TASK TO CARRY OUT. With "meta" as the search word, show every line of the material that has it.

ENTRIES PROVIDED.
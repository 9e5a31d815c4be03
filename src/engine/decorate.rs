use crate::canvas::{Align, Canvas, Color, PageLabel, Stroke, TextStyle};
use crate::config::{LayoutConfig, MIN_FIRST_PAGE_TOP, MIN_MARGIN_BOTTOM, MIN_MARGIN_TOP};

/// Header content stamped on every page.
#[derive(Clone, Debug, PartialEq)]
pub struct Masthead {
    pub title: String,
    pub subtitle: String,
    pub period: String,
    pub date: String,
}

#[derive(Clone, Debug, PartialEq)]
pub struct Footer {
    /// Left-aligned notice, e.g. a confidentiality marking.
    pub notice: String,
    /// Right-aligned product attribution.
    pub attribution: String,
}

/// Masthead rule sits this far above the first-page body.
const FULL_RULE_OFFSET: f32 = 10.0;
/// Compact header rule sits this far above the body of pages 2..N.
const COMPACT_RULE_OFFSET: f32 = 9.0;
/// Footer rule sits this far below the lowest body line.
const FOOTER_RULE_OFFSET: f32 = 6.0;

fn full_header(canvas: &mut dyn Canvas, layout: &LayoutConfig, masthead: &Masthead) {
    let left = layout.margin_left;
    let right = layout.page_width - layout.margin_right;
    let rule_y = layout.first_page_top - FULL_RULE_OFFSET;
    canvas.draw_text(
        &masthead.title,
        left,
        rule_y - 18.0,
        &TextStyle::new(18.0).bold().color(Color::NAVY),
    );
    canvas.draw_text(
        &masthead.subtitle,
        left,
        rule_y - 11.0,
        &TextStyle::new(11.0).color(Color::SLATE),
    );
    let meta = TextStyle::new(9.0).color(Color::MUTED);
    canvas.draw_text(&masthead.period, left, rule_y - 4.5, &meta);
    canvas.draw_text(&masthead.date, right, rule_y - 4.5, &meta.align(Align::Right));
    canvas.draw_line(left, rule_y, right, rule_y, &Stroke::new(Color::NAVY, 0.8));
}

fn compact_header(canvas: &mut dyn Canvas, layout: &LayoutConfig, masthead: &Masthead) {
    let left = layout.margin_left;
    let right = layout.page_width - layout.margin_right;
    let rule_y = layout.margin_top - COMPACT_RULE_OFFSET;
    canvas.draw_text(
        &masthead.title,
        left,
        rule_y - 3.0,
        &TextStyle::new(9.0).bold().color(Color::NAVY),
    );
    canvas.draw_text(
        &masthead.period,
        right,
        rule_y - 3.0,
        &TextStyle::new(9.0).color(Color::MUTED).align(Align::Right),
    );
    canvas.draw_line(left, rule_y, right, rule_y, &Stroke::new(Color::RULE, 0.2));
}

fn footer(canvas: &mut dyn Canvas, layout: &LayoutConfig, footer: &Footer, label: PageLabel) {
    let left = layout.margin_left;
    let right = layout.page_width - layout.margin_right;
    let rule_y = layout.content_bottom() + FOOTER_RULE_OFFSET;
    let baseline = rule_y + 5.0;
    let style = TextStyle::new(8.0).color(Color::MUTED);
    canvas.draw_line(left, rule_y, right, rule_y, &Stroke::new(Color::RULE, 0.2));
    canvas.draw_text(&footer.notice, left, baseline, &style);
    canvas.draw_text(
        &format!("Page {} of {}", label.number, label.total),
        layout.page_width / 2.0,
        baseline,
        &style.align(Align::Center),
    );
    canvas.draw_text(&footer.attribution, right, baseline, &style.align(Align::Right));
}

/// Second pass over a fully laid out document: stamps headers and
/// `Page i of N` footers now that the page count is final.
pub fn decorate(canvas: &mut dyn Canvas, layout: &LayoutConfig, masthead: &Masthead, footer_text: &Footer) {
    let total = canvas.page_count();
    if layout.first_page_top < MIN_FIRST_PAGE_TOP
        || layout.margin_top < MIN_MARGIN_TOP
        || layout.margin_bottom < MIN_MARGIN_BOTTOM
    {
        log::warn!("Page margins are too small for the header and footer; they may be clipped");
    }
    for index in 0..total {
        canvas.set_page(index);
        if index == 0 {
            full_header(canvas, layout, masthead);
        } else {
            compact_header(canvas, layout, masthead);
        }
        let label = PageLabel {
            number: index + 1,
            total,
        };
        footer(canvas, layout, footer_text, label);
        canvas.label_page(label);
    }
    log::debug!("Decorated {total} pages");
}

TASK SOLUTION.
    let meta = TextStyle::new(9.0).color(Color::MUTED);
    canvas.draw_text(&masthead.period, left, rule_y - 4.5, &meta);
    canvas.draw_text(&masthead.date, right, rule_y - 4.5, &meta.align(Align::Right));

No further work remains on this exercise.